Rescheduled to next meeting. Announcement of a December 10, 1997 public information hearing on military range rule in Lawler Events Center, University of Nevada Reno. Council participation is invited. Integrated natural resource management plans also out for public review.

3. Alliance for a Fire Safe California Update, Richard Wilson, Department of Forestry and Fire Protection

The Alliance for a Fire California will have its second meeting on March 27, 1998. The next Fire Summit is planned for October 1998 in Irvine, California.

Strengthening Ties with Local Government to Plan for Growth, Protect Biodiversity, and have a Healthy Economy

Overarching questions for panel presentations:

  • How many people will live in California?
  • Where will they live?
  • What other resource impacts will the population have on
  • California's biodiversity?

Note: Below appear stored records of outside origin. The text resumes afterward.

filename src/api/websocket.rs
//! WebSocket channel for the crash game.
//!
//! Fan-out of round lifecycle and bank events to every connected observer,
//! plus inbound `placeBet`/`cashout` messages from players. Replies to a
//! player's own messages go back on their socket; lifecycle events reach
//! everyone through the engine's broadcast channel.

use super::handlers::AppState;
use axum::{
    extract::{
        ws::{Message, WebSocket, WebSocketUpgrade},
        State,
    },
    response::Response,
};
use futures_util::{SinkExt, StreamExt};
use serde::{Deserialize, Serialize};
use std::sync::Arc;
use tokio::sync::broadcast;
use tracing::{debug, warn};

use crate::crash::engine::CrashEvent;
use crate::multiplier::Multiplier;

/// Messages a client may send over the socket.
#[derive(Debug, Deserialize)]
#[serde(tag = "type")]
enum ClientMessage {
    #[serde(rename = "placeBet")]
    PlaceBet {
        #[serde(rename = "clientId")]
        client_id: String,
        amount: u64,
        #[serde(rename = "roundId")]
        round_id: String,
    },
    #[serde(rename = "cashout")]
    Cashout {
        #[serde(rename = "clientId")]
        client_id: String,
        #[serde(rename = "roundId")]
        round_id: String,
    },
}

/// Direct replies to a client's own messages.
#[derive(Debug, Serialize)]
#[serde(tag = "type")]
enum WsReply {
    #[serde(rename = "bet:accepted")]
    BetAccepted { round_id: String, amount: u64 },
    #[serde(rename = "cashout:ok")]
    CashoutOk { payout: u64, multiplier: Multiplier },
    #[serde(rename = "error")]
    Error {
        code: String,
        message: String,
        #[serde(skip_serializing_if = "Option::is_none")]
        reason: Option<String>,
    },
}

/// WebSocket endpoint handler.
pub async fn websocket_handler(
    ws: WebSocketUpgrade,
    State(state): State<Arc<AppState>>,
) -> Response {
    ws.on_upgrade(move |socket| handle_connection(socket, state))
}

async fn handle_connection(socket: WebSocket, state: Arc<AppState>) {
    let (mut sender, mut receiver) = socket.split();
    let mut events = state.crash.subscribe();

    // Welcome snapshot: bank and recent rounds, like any late joiner needs.
    if let Ok(snapshot) = state.crash.snapshot().await {
        let info = CrashEvent::Info {
            bank: snapshot.bank,
            history: state.crash.history().recent(10),
        };
        if send_json(&mut sender, &info).await.is_err() {
            return;
        }
    }

    loop {
        tokio::select! {
            event = events.recv() => {
                match event {
                    Ok(event) => {
                        if send_json(&mut sender, &event).await.is_err() {
                            break;
                        }
                    }
                    Err(broadcast::error::RecvError::Lagged(skipped)) => {
                        warn!("websocket client lagged; skipped {} events", skipped);
                        continue;
                    }
                    Err(broadcast::error::RecvError::Closed) => break,
                }
            }
            message = receiver.next() => {
                match message {
                    Some(Ok(Message::Text(text))) => {
                        let reply = handle_client_message(&state, &text).await;
                        if send_json(&mut sender, &reply).await.is_err() {
                            break;
                        }
                    }
                    Some(Ok(Message::Close(_))) | None => break,
                    Some(Ok(_)) => {}
                    Some(Err(e)) => {
                        debug!("websocket receive error: {}", e);
                        break;
                    }
                }
            }
        }
    }
}

async fn handle_client_message(state: &AppState, text: &str) -> WsReply {
    let message: ClientMessage = match serde_json::from_str(text) {
        Ok(message) => message,
        Err(e) => {
            return WsReply::Error {
                code: "validation".to_string(),
                message: format!("malformed message: {}", e),
                reason: None,
            }
        }
    };

    match message {
        ClientMessage::PlaceBet {
            client_id,
            amount,
            round_id,
        } => match state.crash.place_bet(&client_id, &round_id, amount).await {
            Ok(accepted) => WsReply::BetAccepted {
                round_id: accepted.round_id,
                amount: accepted.amount,
            },
            Err(e) => error_reply(e),
        },
        ClientMessage::Cashout {
            client_id,
            round_id,
        } => match state.crash.cashout(&client_id, &round_id).await {
            Ok(receipt) => WsReply::CashoutOk {
                payout: receipt.payout,
                multiplier: receipt.multiplier,
            },
            Err(e) => error_reply(e),
        },
    }
}

fn error_reply(error: crate::errors::GameError) -> WsReply {
    WsReply::Error {
        code: error.code().to_string(),
        message: error.to_string(),
        reason: error.phase_reason().map(|r| r.to_string()),
    }
}

async fn send_json<T: Serialize>(
    sender: &mut futures_util::stream::SplitSink<WebSocket, Message>,
    value: &T,
) -> Result<(), axum::Error> {
    let text = serde_json::to_string(value).expect("event serialization cannot fail");
    sender.send(Message::Text(text)).await
}

#[cfg(test)]
mod tests {
    use super::*;

    #[test]
    fn test_client_message_protocol() {
        let bet: ClientMessage = serde_json::from_str(
            r#"{"type":"placeBet","clientId":"c1","amount":100,"roundId":"r1"}"#,
        )
        .unwrap();
        assert!(matches!(bet, ClientMessage::PlaceBet { amount: 100, .. }));

        let cashout: ClientMessage =
            serde_json::from_str(r#"{"type":"cashout","clientId":"c1","roundId":"r1"}"#).unwrap();
        assert!(matches!(cashout, ClientMessage::Cashout { .. }));
    }

    #[test]
    fn test_reply_serialization() {
        let reply = WsReply::CashoutOk {
            payout: 180,
            multiplier: Multiplier::from_hundredths(180),
        };
        let json = serde_json::to_value(&reply).unwrap();
        assert_eq!(json["type"], "cashout:ok");
        assert_eq!(json["payout"], 180);
        assert_eq!(json["multiplier"], 1.8);
    }
}
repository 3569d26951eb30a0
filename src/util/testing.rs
use std::sync::Once;
use tracing::{debug, info};
use tracing_subscriber::{
    filter::filter_fn,
    fmt::{self, format::FmtSpan},
    prelude::*,
    EnvFilter,
};

static TEST_SETUP: Once = Once::new();

/// Install the test logging subscriber once per test binary.
pub fn init_test_setup() {
    TEST_SETUP.call_once(|| {
        setup_test_logging();
        info!("Test Setup complete");
    });
}

fn setup_test_logging() {
    debug!("INIT: Attempting logger init from testing.rs");

    // Worker pool internals are not interesting in test output
    let noisy_modules = ["rayon"];
    let module_filter = filter_fn(move |metadata| {
        !noisy_modules
            .iter()
            .any(|name| metadata.target().starts_with(name))
    });

    let env_filter = EnvFilter::try_from_default_env().unwrap_or_else(|_| EnvFilter::new("debug"));

    let subscriber = tracing_subscriber::registry().with(
        fmt::layer()
            .with_test_writer()
            .with_target(true)
            .with_thread_names(false)
            .with_span_events(FmtSpan::CLOSE)
            .with_filter(module_filter)
            .with_filter(env_filter),
    );

    // Only set if we haven't already set a global subscriber
    if tracing::dispatcher::has_been_set() {
        debug!("Tracing subscriber already set");
    } else {
        subscriber.try_init().unwrap_or_else(|e| {
            eprintln!("Error: Failed to set up logging: {}", e);
        });
    }
}
//! SWC morphology format
//!
//! One sample per line: `id type x y z radius parent`, `#` starts a comment.
//! Samples of type 1 form the soma. Neurite samples are cut into sections at
//! branch points; every child section repeats the branch point as its first
//! point, so section continuity holds in the in-memory tree.

use std::collections::HashMap;
use std::fmt::Write as _;

use generational_arena::Index;
use thiserror::Error;

use crate::domain::{DomainError, Morphology, Point, SectionType, Soma};

#[derive(Error, Debug, Clone, PartialEq)]
pub enum SwcError {
    #[error("line {line}: expected 7 fields, found {found}")]
    FieldCount { line: usize, found: usize },

    #[error("line {line}: invalid {field} value '{value}'")]
    InvalidNumber {
        line: usize,
        field: &'static str,
        value: String,
    },

    #[error("line {line}: duplicate sample id {id}")]
    DuplicateId { line: usize, id: i64 },

    #[error("line {line}: parent {parent} of sample {id} is not defined before it")]
    UnknownParent { line: usize, id: i64, parent: i64 },

    #[error("line {line}: soma sample {id} attached to a neurite")]
    SomaUnderNeurite { line: usize, id: i64 },

    #[error("invalid structure: {0}")]
    Structure(#[from] DomainError),
}

#[derive(Debug, Clone)]
struct Sample {
    section_type: SectionType,
    point: Point,
    radius: f64,
    /// Position of the parent in the sample list.
    parent: Option<usize>,
}

fn parse_field<T: std::str::FromStr>(
    value: &str,
    line: usize,
    field: &'static str,
) -> Result<T, SwcError> {
    value.parse().map_err(|_| SwcError::InvalidNumber {
        line,
        field,
        value: value.to_string(),
    })
}

fn parse_samples(content: &str) -> Result<Vec<Sample>, SwcError> {
    let mut samples: Vec<Sample> = Vec::new();
    let mut positions: HashMap<i64, usize> = HashMap::new();

    for (i, raw) in content.lines().enumerate() {
        let line = i + 1;
        let data = raw.split('#').next().unwrap_or("").trim();
        if data.is_empty() {
            continue;
        }
        let fields: Vec<&str> = data.split_whitespace().collect();
        if fields.len() != 7 {
            return Err(SwcError::FieldCount {
                line,
                found: fields.len(),
            });
        }

        let id: i64 = parse_field(fields[0], line, "id")?;
        let code: i32 = parse_field(fields[1], line, "type")?;
        let x: f64 = parse_field(fields[2], line, "x")?;
        let y: f64 = parse_field(fields[3], line, "y")?;
        let z: f64 = parse_field(fields[4], line, "z")?;
        let radius: f64 = parse_field(fields[5], line, "radius")?;
        let parent_id: i64 = parse_field(fields[6], line, "parent")?;

        if positions.contains_key(&id) {
            return Err(SwcError::DuplicateId { line, id });
        }
        let parent = if parent_id < 0 {
            None
        } else {
            Some(
                *positions
                    .get(&parent_id)
                    .ok_or(SwcError::UnknownParent {
                        line,
                        id,
                        parent: parent_id,
                    })?,
            )
        };

        let section_type = SectionType::from_code(code);
        if section_type == SectionType::Soma {
            if let Some(p) = parent {
                if samples[p].section_type != SectionType::Soma {
                    return Err(SwcError::SomaUnderNeurite { line, id });
                }
            }
        }

        positions.insert(id, samples.len());
        samples.push(Sample {
            section_type,
            point: Point::new(x, y, z),
            radius,
            parent,
        });
    }
    Ok(samples)
}

/// Parse SWC text into a section tree.
pub fn parse(content: &str) -> Result<Morphology, SwcError> {
    let samples = parse_samples(content)?;

    let mut children: Vec<Vec<usize>> = vec![Vec::new(); samples.len()];
    for (pos, sample) in samples.iter().enumerate() {
        if let Some(parent) = sample.parent {
            children[parent].push(pos);
        }
    }

    let is_soma = |pos: usize| samples[pos].section_type == SectionType::Soma;

    let mut soma = Soma::default();
    for sample in samples.iter().filter(|s| s.section_type == SectionType::Soma) {
        soma.points.push(sample.point);
        soma.radii.push(sample.radius);
    }
    let mut morph = Morphology::with_soma(soma);

    // (first sample of the section, branch point to prepend, parent section)
    let mut pending: Vec<(usize, Option<usize>, Option<Index>)> = samples
        .iter()
        .enumerate()
        .filter(|(pos, s)| !is_soma(*pos) && s.parent.map_or(true, is_soma))
        .map(|(pos, _)| (pos, None, None))
        .rev()
        .collect();

    while let Some((start, branch_point, parent_section)) = pending.pop() {
        let mut points = Vec::new();
        let mut radii = Vec::new();
        if let Some(bp) = branch_point {
            points.push(samples[bp].point);
            radii.push(samples[bp].radius);
        }

        let mut current = start;
        loop {
            points.push(samples[current].point);
            radii.push(samples[current].radius);
            match children[current].as_slice() {
                [only] => current = *only,
                _ => break,
            }
        }

        let section_type = samples[start].section_type;
        let idx = match parent_section {
            None => morph.append_root_section(section_type, points, radii)?,
            Some(parent) => morph.append_section(parent, section_type, points, radii)?,
        };

        for &child in children[current].iter().rev() {
            pending.push((child, Some(current), Some(idx)));
        }
    }

    Ok(morph)
}

/// Render a section tree as SWC text.
///
/// Samples are renumbered from 1, soma first. Root sections attach to the
/// first soma sample; the repeated branch point of child sections is dropped.
pub fn render(morph: &Morphology) -> String {
    let mut out = String::from("# id type x y z radius parent\n");
    let mut next_id: i64 = 1;

    let mut emit = |out: &mut String, code: i32, point: &Point, radius: f64, parent: i64| {
        let id = next_id;
        next_id += 1;
        // Writing into a String cannot fail
        let _ = writeln!(
            out,
            "{} {} {} {} {} {} {}",
            id, code, point.x, point.y, point.z, radius, parent
        );
        id
    };

    let soma = morph.soma();
    let mut soma_root = -1;
    let mut previous = -1;
    for (point, radius) in soma.points.iter().zip(&soma.radii) {
        previous = emit(&mut out, SectionType::Soma.code(), point, *radius, previous);
        if soma_root < 0 {
            soma_root = previous;
        }
    }

    let mut last_ids: HashMap<Index, i64> = HashMap::new();
    for (idx, section) in morph.iter() {
        let (skip, mut parent_id) = match section.parent() {
            None => (0, soma_root),
            Some(parent) => (1, last_ids.get(&parent).copied().unwrap_or(soma_root)),
        };
        let code = section.section_type().code();
        for (point, radius) in section.points().iter().zip(section.radii()).skip(skip) {
            parent_id = emit(&mut out, code, point, *radius, parent_id);
        }
        last_ids.insert(idx, parent_id);
    }

    out
}

#[cfg(test)]
mod tests {
    use super::*;

    const FORK: &str = "\
# soma and a bifurcating dendrite
1 1 0 0 0 5 -1
2 3 0 5 0 1 1
3 3 0 10 0 1 2
4 3 -3 13 0 0.5 3
5 3 -6 16 0 0.5 4
6 3 3 13 0 0.5 3
";

    #[test]
    fn given_bifurcation_when_parsing_then_builds_three_sections() {
        let morph = parse(FORK).unwrap();

        assert_eq!(morph.soma().points, vec![Point::new(0.0, 0.0, 0.0)]);
        assert_eq!(morph.section_count(), 3);
        assert_eq!(morph.roots().len(), 1);

        let sections: Vec<_> = morph.iter().map(|(_, s)| s).collect();
        assert_eq!(
            sections[0].points(),
            &[Point::new(0.0, 5.0, 0.0), Point::new(0.0, 10.0, 0.0)]
        );
        assert_eq!(sections[0].section_type(), SectionType::BasalDendrite);
        // Children start with the branch point
        assert_eq!(sections[1].points()[0], Point::new(0.0, 10.0, 0.0));
        assert_eq!(sections[1].points().len(), 3);
        assert_eq!(sections[2].points(), &[Point::new(0.0, 10.0, 0.0), Point::new(3.0, 13.0, 0.0)]);
        assert_eq!(sections[2].radii(), &[1.0, 0.5]);
    }

    #[test]
    fn given_parsed_tree_when_rendering_then_reparses_to_same_shape() {
        let morph = parse(FORK).unwrap();

        let again = parse(&render(&morph)).unwrap();

        assert_eq!(again.section_count(), morph.section_count());
        assert_eq!(again.point_count(), morph.point_count());
        for ((_, a), (_, b)) in again.iter().zip(morph.iter()) {
            assert_eq!(a.points(), b.points());
            assert_eq!(a.radii(), b.radii());
            assert_eq!(a.children().len(), b.children().len());
        }
    }

    #[test]
    fn given_parsed_tree_when_rendering_then_drops_branch_point_duplicates() {
        let rendered = render(&parse(FORK).unwrap());

        let samples = rendered.lines().filter(|l| !l.starts_with('#')).count();
        assert_eq!(samples, 6);
    }

    #[test]
    fn given_wrong_field_count_when_parsing_then_reports_line() {
        let result = parse("1 1 0 0 0 5 -1\n2 3 0 5 0 1\n");

        assert_eq!(result.unwrap_err(), SwcError::FieldCount { line: 2, found: 6 });
    }

    #[test]
    fn given_garbage_number_when_parsing_then_fails() {
        let result = parse("1 1 0 zero 0 5 -1\n");

        assert!(matches!(
            result.unwrap_err(),
            SwcError::InvalidNumber { line: 1, field: "y", .. }
        ));
    }

    #[test]
    fn given_forward_parent_when_parsing_then_fails() {
        let result = parse("1 3 0 0 0 1 2\n2 3 0 1 0 1 -1\n");

        assert_eq!(
            result.unwrap_err(),
            SwcError::UnknownParent {
                line: 1,
                id: 1,
                parent: 2
            }
        );
    }

    #[test]
    fn given_duplicate_id_when_parsing_then_fails() {
        let result = parse("1 1 0 0 0 5 -1\n1 3 0 5 0 1 1\n");

        assert_eq!(result.unwrap_err(), SwcError::DuplicateId { line: 2, id: 1 });
    }

    #[test]
    fn given_soma_sample_below_neurite_when_parsing_then_fails() {
        let result = parse("1 3 0 0 0 1 -1\n2 1 0 1 0 1 1\n");

        assert_eq!(result.unwrap_err(), SwcError::SomaUnderNeurite { line: 2, id: 2 });
    }

    #[test]
    fn given_neurite_without_soma_when_parsing_then_becomes_root() {
        let morph = parse("1 2 0 0 0 1 -1\n2 2 1 0 0 1 1\n3 2 2 0 0 1 2\n").unwrap();

        assert!(morph.soma().is_empty());
        assert_eq!(morph.section_count(), 1);
        assert!(render(&morph).contains("1 2 0 0 0 1 -1"));
    }
}
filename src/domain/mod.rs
//! Domain layer: morphology model and the unravelling algorithm
//!
//! This layer is independent of external concerns (no I/O, no CLI, no config loading, no logging).

pub mod error;
pub mod morphology;
pub mod principal;
pub mod unravel;

pub use error::{DomainError, DomainResult};
pub use morphology::{Morphology, Point, PreOrderIter, Section, SectionType, Soma};
pub use principal::principal_direction;
pub use unravel::{
    unravel, unravel_section, window_bounds, SectionFailure, UnravelOptions,
    DEFAULT_WINDOW_HALF_LENGTH,
};
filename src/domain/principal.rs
use nalgebra::{Matrix3, SymmetricEigen, Vector3};

use crate::domain::morphology::Point;

/// Dominant axis of a point cloud.
///
/// Centers the cloud on its centroid, builds the 3x3 scatter matrix `XᵀX` and
/// returns the eigenvector of its largest eigenvalue. The sign of the result is
/// arbitrary; callers orient it themselves.
///
/// Returns `None` when the cloud has no spread (no points, a single point or
/// all points coincident) or when the decomposition is not finite.
pub fn principal_direction(points: &[Point]) -> Option<Vector3<f64>> {
    if points.is_empty() {
        return None;
    }
    let n = points.len() as f64;
    let centroid = points
        .iter()
        .fold(Vector3::zeros(), |acc, p| acc + p.coords)
        / n;

    let scatter = points.iter().fold(Matrix3::zeros(), |acc, p| {
        let x = p.coords - centroid;
        acc + x * x.transpose()
    });

    let eig = SymmetricEigen::new(scatter);
    let axis = eig.eigenvalues.imax();
    let lambda_max = eig.eigenvalues[axis];
    if !lambda_max.is_finite() || lambda_max <= 0.0 {
        return None;
    }

    let direction: Vector3<f64> = eig.eigenvectors.column(axis).into_owned();
    let norm = direction.norm();
    if !norm.is_finite() || norm == 0.0 {
        return None;
    }
    Some(direction)
}

#[cfg(test)]
mod tests {
    use super::*;
    use rstest::rstest;

    fn parallel(a: &Vector3<f64>, b: &Vector3<f64>) -> bool {
        let cos = a.dot(b) / (a.norm() * b.norm());
        (cos.abs() - 1.0).abs() < 1e-9
    }

    #[rstest]
    #[case::x_axis(vec![[0.0, 0.0, 0.0], [1.0, 0.0, 0.0], [2.0, 0.0, 0.0]], [1.0, 0.0, 0.0])]
    #[case::y_axis(vec![[3.0, -1.0, 2.0], [3.0, 4.0, 2.0]], [0.0, 1.0, 0.0])]
    #[case::diagonal(vec![[0.0, 0.0, 0.0], [1.0, 1.0, 1.0], [2.0, 2.0, 2.0], [3.0, 3.0, 3.0]], [1.0, 1.0, 1.0])]
    fn given_collinear_points_when_estimating_then_returns_line_direction(
        #[case] raw: Vec<[f64; 3]>,
        #[case] expected: [f64; 3],
    ) {
        let points: Vec<Point> = raw.iter().map(|p| Point::new(p[0], p[1], p[2])).collect();

        let direction = principal_direction(&points).unwrap();

        assert!(parallel(
            &direction,
            &Vector3::new(expected[0], expected[1], expected[2])
        ));
    }

    #[test]
    fn given_elongated_cloud_when_estimating_then_returns_long_axis() {
        let points = vec![
            Point::new(-10.0, -1.0, 0.0),
            Point::new(-5.0, 1.0, 0.0),
            Point::new(0.0, -1.0, 0.0),
            Point::new(5.0, 1.0, 0.0),
            Point::new(10.0, -1.0, 0.0),
        ];

        let direction = principal_direction(&points).unwrap();

        assert!(direction.x.abs() > 0.99);
        assert!(direction.z.abs() < 1e-9);
    }

    #[test]
    fn given_single_point_when_estimating_then_returns_none() {
        assert_eq!(principal_direction(&[Point::new(1.0, 2.0, 3.0)]), None);
    }

    #[test]
    fn given_coincident_points_when_estimating_then_returns_none() {
        let p = Point::new(1.0, 2.0, 3.0);
        assert_eq!(principal_direction(&[p, p, p]), None);
    }

    #[test]
    fn given_no_points_when_estimating_then_returns_none() {
        assert_eq!(principal_direction(&[]), None);
    }
}
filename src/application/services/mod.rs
//! Application services
//!
//! Concrete service implementations that orchestrate domain logic.
//! Services depend on I/O boundary traits (FileSystem) but are themselves
//! concrete structs, not traits.

mod unravel;

pub use unravel::{BatchReport, FileOutcome, UnravelService, UnravelSummary};
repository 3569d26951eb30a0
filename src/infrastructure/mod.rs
//! Infrastructure layer: filesystem access and the SWC morphology format

pub mod swc;
pub mod traits;

pub use swc::SwcError;
pub use traits::{FileSystem, RealFileSystem};
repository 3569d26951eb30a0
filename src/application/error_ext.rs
//! Error conversion helpers for common I/O operations
//!
//! Provides extension traits for cleaner error handling with path context.

use std::io;
use std::path::Path;

use crate::application::{ApplicationError, ApplicationResult};

/// Extension trait for converting `io::Result` to `ApplicationResult` with context.
pub trait IoResultExt<T> {
    /// Add path context to an I/O error.
    ///
    /// # Example
    /// ```ignore
    /// fs.read_to_string(&input)
    ///     .with_path_context("read morphology", &input)?;
    /// ```
    fn with_path_context(self, action: &str, path: &Path) -> ApplicationResult<T>;
}

impl<T> IoResultExt<T> for io::Result<T> {
    fn with_path_context(self, action: &str, path: &Path) -> ApplicationResult<T> {
        self.map_err(|e| ApplicationError::OperationFailed {
            context: format!("{}: {}", action, path.display()),
            source: Box::new(e),
        })
    }
}
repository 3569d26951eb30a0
//! I/O boundary traits for testability
//!
//! These traits abstract external I/O operations, allowing services
//! to be tested with mock implementations.

use std::io::{self, Write};
use std::path::{Path, PathBuf};

use tempfile::NamedTempFile;
use walkdir::WalkDir;

/// Filesystem abstraction for testability.
pub trait FileSystem: Send + Sync {
    /// Read file contents to string.
    fn read_to_string(&self, path: &Path) -> io::Result<String>;

    /// Write content so that readers see either the old file or the complete new one.
    fn write_atomic(&self, path: &Path, content: &str) -> io::Result<()>;

    /// Check if path exists.
    fn exists(&self, path: &Path) -> bool;

    /// Check if path is a directory.
    fn is_dir(&self, path: &Path) -> bool;

    /// Create directory and all parent directories.
    fn create_dir_all(&self, path: &Path) -> io::Result<()>;

    /// Regular files directly inside `dir` (not recursive).
    fn list_files(&self, dir: &Path) -> io::Result<Vec<PathBuf>>;
}

// ============================================================
// REAL IMPLEMENTATIONS
// ============================================================

/// Real filesystem implementation.
#[derive(Debug, Default)]
pub struct RealFileSystem;

impl FileSystem for RealFileSystem {
    fn read_to_string(&self, path: &Path) -> io::Result<String> {
        std::fs::read_to_string(path)
    }

    fn write_atomic(&self, path: &Path, content: &str) -> io::Result<()> {
        let dir = match path.parent() {
            Some(parent) if !parent.as_os_str().is_empty() => parent,
            _ => Path::new("."),
        };
        let mut tmp = NamedTempFile::new_in(dir)?;
        tmp.write_all(content.as_bytes())?;
        tmp.flush()?;
        tmp.persist(path).map_err(|e| e.error)?;
        Ok(())
    }

    fn exists(&self, path: &Path) -> bool {
        path.exists()
    }

    fn is_dir(&self, path: &Path) -> bool {
        path.is_dir()
    }

    fn create_dir_all(&self, path: &Path) -> io::Result<()> {
        std::fs::create_dir_all(path)
    }

    fn list_files(&self, dir: &Path) -> io::Result<Vec<PathBuf>> {
        let mut files = Vec::new();
        for entry in WalkDir::new(dir).min_depth(1).max_depth(1) {
            let entry = entry.map_err(io::Error::from)?;
            if entry.file_type().is_file() {
                files.push(entry.into_path());
            }
        }
        Ok(files)
    }
}
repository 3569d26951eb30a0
//! Unravelling of shrunk neuronal morphologies.
//!
//! Layers, innermost first:
//! - [`domain`]: section tree, principal direction estimation, unravelling
//! - [`infrastructure`]: SWC format and filesystem access
//! - [`application`]: file and directory services
//! - [`cli`]: command line front end

pub mod application;
pub mod cli;
pub mod config;
pub mod domain;
pub mod exitcode;
pub mod infrastructure;
pub mod util;
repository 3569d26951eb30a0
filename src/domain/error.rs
//! Domain-level errors (no external dependencies)

use thiserror::Error;

/// Domain errors represent violated geometric or structural preconditions.
///
/// Sections are identified by their pre-order position in the morphology,
/// which is stable between an input tree and its unravelled copy.
#[derive(Error, Debug, Clone, PartialEq)]
pub enum DomainError {
    #[error("section {section} has no points")]
    EmptySection { section: usize },

    #[error("section {section}: point {point} has a non-finite coordinate")]
    NonFiniteCoordinate { section: usize, point: usize },

    #[error("section {section}: expected {expected} points, got {actual}")]
    PointCountMismatch {
        section: usize,
        expected: usize,
        actual: usize,
    },

    #[error("section has {points} points but {radii} radii")]
    RadiusCountMismatch { points: usize, radii: usize },

    #[error("section not found in morphology")]
    SectionNotFound,
}

/// Result type for domain operations.
pub type DomainResult<T> = Result<T, DomainError>;
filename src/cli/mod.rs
//! CLI layer: argument parsing and command dispatch

pub mod args;
pub mod commands;
pub mod error;
pub mod output;

pub use args::{Cli, Commands};
pub use error::{CliError, CliResult};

Will increased population translate into increased reinvestment for rehabilitation, stewardship and restoration?
Bioregional Demographic Trends and Implications, William Stewart, CDF Fire and Resource Assessment Program

It is clear that a lot of people will be coming to California. Can't use statewide numbers when addressing bioregional impacts of population (really varies by bioregion). There is no consistent pattern between international immigration, domestic migration and natural increase. Four general patterns have been observed in wildland and agriculture, intermix, and developed land distributions. In Sierra foothills, we are not looking at the Orange county model of development.

Comments

  • Somebody should start to address how our increased population is affecting biodiversity elsewhere (outside California)
  • Request for information for all of the counties (not just the 4 selected to serve as examples).
  • Intermix zone is a critical management area to focus on.
  • Northern California has a concern about being looked to as a park (because of cheaper land to buy for reserve purposes) with Southern California providing the development. There needs to be reinvestment in all of the local economies.
  • Strange that Orange county is portrayed as having more "wildland" than the rural lands. Bill commented that San Francisco is only county all built out.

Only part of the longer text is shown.